YOUNGSTOWN, Ohio (WKBN) – Sliding down snow-covered hills is a winter favorite for adults and children, but it’s not always fun and games.

“We are seeing the majority of those who are going to the emergency department for these sledding-related injuries to be children,” said Rebecca McAdams, a researcher at Nationwide Children’s Hospital.

According to a 10-year study on sledding injuries by Nationwide Children’s Hospital, 70% of the people who go to the emergency room after being hurt from sledding are children ages 19 and under.

“It can be that children are more likely to present to emergency departments or adults are taking their children to the emergency department because they are worried for their children. Perhaps when an adult is injured they aren’t as concerned,” McAdams said.

Most commonly, people are injured when they hit something and wipe out.

Researchers say more than 80% of those children going to emergency rooms are for head injuries. So, they recommend always wearing a helmet.
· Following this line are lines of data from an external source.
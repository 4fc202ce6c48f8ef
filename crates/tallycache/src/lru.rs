//! LRU (Least Recently Used) cache implementation
//!
//! The hash map owns the stored values; recency lives in a doubly linked
//! list of keys simulated over an index arena. Head is the most recently
//! used entry, tail the next eviction victim.

use std::collections::HashMap;
use std::hash::Hash;

use ahash::RandomState;

use crate::stats::CacheStats;

/// Key slot on the recency list.
struct ListNode<K> {
    key: K,
    prev: Option<usize>,
    next: Option<usize>,
}

/// Map entry: the stored value plus the arena index of its list node.
struct Entry<V> {
    value: V,
    node: usize,
}

/// Fixed-capacity cache with least-recently-used eviction.
///
/// `get` and `put` are O(1). The capacity is fixed at construction and the
/// cache never holds more than `capacity` entries: inserting a fresh key
/// into a full cache first evicts the entry that has gone longest without
/// being touched.
///
/// Putting a key that is already present overwrites its value in place and
/// counts as a touch. The cache is not thread-safe; callers sharing one
/// across threads must guard it externally.
pub struct LruCache<K, V> {
    map: HashMap<K, Entry<V>, RandomState>,
    list: Vec<Option<ListNode<K>>>,
    free: Vec<usize>,
    head: Option<usize>,
    tail: Option<usize>,
    capacity: usize,
    stats: CacheStats,
}

impl<K, V> LruCache<K, V>
where
    K: Hash + Eq + Clone,
{
    /// Create a cache holding at most `capacity` entries.
    ///
    /// # Panics
    /// Panics if `capacity` is zero.
    pub fn new(capacity: usize) -> Self {
        assert!(capacity > 0, "Capacity must be greater than 0");

        Self {
            map: HashMap::with_capacity_and_hasher(capacity, RandomState::new()),
            list: Vec::with_capacity(capacity),
            free: Vec::new(),
            head: None,
            tail: None,
            capacity,
            stats: CacheStats::default(),
        }
    }

    /// Get a value and mark its key as most recently used.
    ///
    /// A miss has no effect beyond the miss counter.
    pub fn get(&mut self, key: &K) -> Option<&V> {
        let idx = match self.map.get(key) {
            Some(entry) => entry.node,
            None => {
                self.stats.misses += 1;
                return None;
            }
        };
        self.stats.hits += 1;
        self.promote(idx);
        self.map.get(key).map(|entry| &entry.value)
    }

    /// Read a value without touching recency order or the counters.
    pub fn peek(&self, key: &K) -> Option<&V> {
        self.map.get(key).map(|entry| &entry.value)
    }

    /// Insert a key-value pair at the most-recently-used position.
    ///
    /// If the key is already present its value is overwritten and the
    /// entry promoted; the cache does not grow. Otherwise, a full cache
    /// evicts its least recently used entry before the insert.
    pub fn put(&mut self, key: K, value: V) {
        if let Some(entry) = self.map.get_mut(&key) {
            entry.value = value;
            let idx = entry.node;
            self.promote(idx);
            return;
        }

        if self.map.len() == self.capacity {
            self.evict();
        }

        let idx = self.alloc(ListNode {
            key: key.clone(),
            prev: None,
            next: None,
        });
        self.push_front(idx);
        self.map.insert(key, Entry { value, node: idx });
        self.stats.insertions += 1;
    }

    /// Remove a key, returning its value.
    pub fn remove(&mut self, key: &K) -> Option<V> {
        let idx = self.map.get(key)?.node;
        self.detach(idx)
    }

    /// Number of entries currently cached.
    pub fn len(&self) -> usize {
        self.map.len()
    }

    /// Check if the cache is empty.
    pub fn is_empty(&self) -> bool {
        self.map.is_empty()
    }

    /// Maximum number of entries the cache can hold.
    pub fn capacity(&self) -> usize {
        self.capacity
    }

    /// Drop every entry and reset the counters. Capacity is unchanged.
    pub fn clear(&mut self) {
        self.map.clear();
        self.list.clear();
        self.free.clear();
        self.head = None;
        self.tail = None;
        self.stats = CacheStats::default();
    }

    /// Snapshot of the hit/miss/insertion/eviction counters.
    pub fn stats(&self) -> CacheStats {
        self.stats
    }

    /// Entries in recency order, most recently used first.
    ///
    /// Iterating does not promote anything.
    pub fn iter(&self) -> impl Iterator<Item = (&K, &V)> + '_ {
        std::iter::successors(self.head, move |&idx| {
            self.list[idx].as_ref().and_then(|node| node.next)
        })
        .filter_map(move |idx| {
            let node = self.list[idx].as_ref()?;
            let entry = self.map.get(&node.key)?;
            Some((&node.key, &entry.value))
        })
    }

    /// Remove the list node at `idx` together with its map entry.
    ///
    /// All removals funnel through here so the map and the list cannot
    /// diverge.
    fn detach(&mut self, idx: usize) -> Option<V> {
        self.unlink(idx);
        let node = self.list[idx].take()?;
        self.free.push(idx);
        self.map.remove(&node.key).map(|entry| entry.value)
    }

    fn evict(&mut self) {
        if let Some(tail) = self.tail {
            self.detach(tail);
            self.stats.evictions += 1;
        }
    }

    fn promote(&mut self, idx: usize) {
        if self.head == Some(idx) {
            return; // already at front
        }
        self.unlink(idx);
        self.push_front(idx);
    }

    fn push_front(&mut self, idx: usize) {
        if let Some(node) = &mut self.list[idx] {
            node.prev = None;
            node.next = self.head;
        }
        if let Some(head) = self.head {
            if let Some(node) = &mut self.list[head] {
                node.prev = Some(idx);
            }
        }
        self.head = Some(idx);
        if self.tail.is_none() {
            self.tail = Some(idx);
        }
    }

    fn unlink(&mut self, idx: usize) {
        let (prev, next) = match &self.list[idx] {
            Some(node) => (node.prev, node.next),
            None => return,
        };

        match prev {
            Some(prev) => {
                if let Some(node) = &mut self.list[prev] {
                    node.next = next;
                }
            }
            None => self.head = next,
        }
        match next {
            Some(next) => {
                if let Some(node) = &mut self.list[next] {
                    node.prev = prev;
                }
            }
            None => self.tail = prev,
        }
    }

    fn alloc(&mut self, node: ListNode<K>) -> usize {
        match self.free.pop() {
            Some(idx) => {
                self.list[idx] = Some(node);
                idx
            }
            None => {
                self.list.push(Some(node));
                self.list.len() - 1
            }
        }
    }
}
“This can be just a bicycle helmet or a snow sport helmet,” McAdams said.

You can take other safety precautions too, like always having an adult present and making sure there is nothing in the way that the sled can run into.

Go sledding during the day or in a well-lit area and teach your children the right way to handle a sled.

“Children learn by modeling. So when I’m with my son, I’ll sit on the sled and be like okay, this is what you do with your body. Model the behavior while the sled is stationary,” McAdams said.

Also, make sure to use a sled you can steer.

“We also recommend that people choose a sled that has braking capability and control capability,” McAdams said.